● What is required:
Lines holding the word "ErrorKind" are the ones to copy from the data below.

[Opening Working data section]

// unitex-cli: shared utilities for CLI tools.

use std::path::PathBuf;
use std::process;

use clap::Parser;
use tracing_subscriber::EnvFilter;
use unitex_inflect::InflectOptions;

/// Arguments of `unitex-inflect`.
#[derive(Debug, Parser)]
#[command(name = "unitex-inflect")]
#[command(about = "Inflects a DELAS.")]
pub struct InflectArgs {
    /// The unicode DELAS file to be inflected
    pub delas: PathBuf,
    /// The unicode resulting dictionary
    pub result: PathBuf,
    /// The inflectional graphs directory
    pub dir: PathBuf,
    /// Insert a ':' if the produced inflectional codes do not begin with it
    #[arg(short = 'a')]
    pub add_colon: bool,
    /// Do not reduce transducer names by removing digits (N32 is not turned to N)
    #[arg(short = 'k')]
    pub keep_digits: bool,
}

impl InflectArgs {
    pub fn options(&self) -> InflectOptions {
        InflectOptions {
            add_colon: self.add_colon,
            keep_digits: self.keep_digits,
            ..InflectOptions::default()
        }
    }
}

/// Install the `fmt` subscriber on stderr. `RUST_LOG` overrides the
/// default `info` level.
pub fn init_tracing() {
    let env_filter = EnvFilter::try_from_default_env()
        .or_else(|_| EnvFilter::try_new("info"))
        .unwrap_or_else(|_| EnvFilter::new("info"));
    tracing_subscriber::fmt()
        .with_env_filter(env_filter)
        .with_writer(std::io::stderr)
        .with_target(false)
        .with_level(true)
        .init();
}

/// Print an error message and exit with code 1.
pub fn fatal(msg: &str) -> ! {
    eprintln!("error: {msg}");
    process::exit(1);
}

#[cfg(test)]
mod tests {
    use super::*;

    #[test]
    fn flags_map_to_options() {
        let args = InflectArgs::try_parse_from(["unitex-inflect", "in.dic", "out.dic", "dir", "-k"])
            .unwrap();
        let options = args.options();
        assert!(options.keep_digits);
        assert!(!options.add_colon);

        let args =
            InflectArgs::try_parse_from(["unitex-inflect", "in.dic", "out.dic", "dir", "-a", "-k"])
                .unwrap();
        assert!(args.options().add_colon);
    }

    #[test]
    fn missing_and_unknown_arguments() {
        let err = InflectArgs::try_parse_from(["unitex-inflect", "in.dic"]).unwrap_err();
        assert_eq!(err.kind(), clap::error::ErrorKind::MissingRequiredArgument);
        let err =
            InflectArgs::try_parse_from(["unitex-inflect", "a", "b", "c", "-x"]).unwrap_err();
        assert_eq!(err.kind(), clap::error::ErrorKind::UnknownArgument);
    }
}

[Closing Working data section]

● Answer to this task:
        assert_eq!(err.kind(), clap::error::ErrorKind::MissingRequiredArgument);
        assert_eq!(err.kind(), clap::error::ErrorKind::UnknownArgument);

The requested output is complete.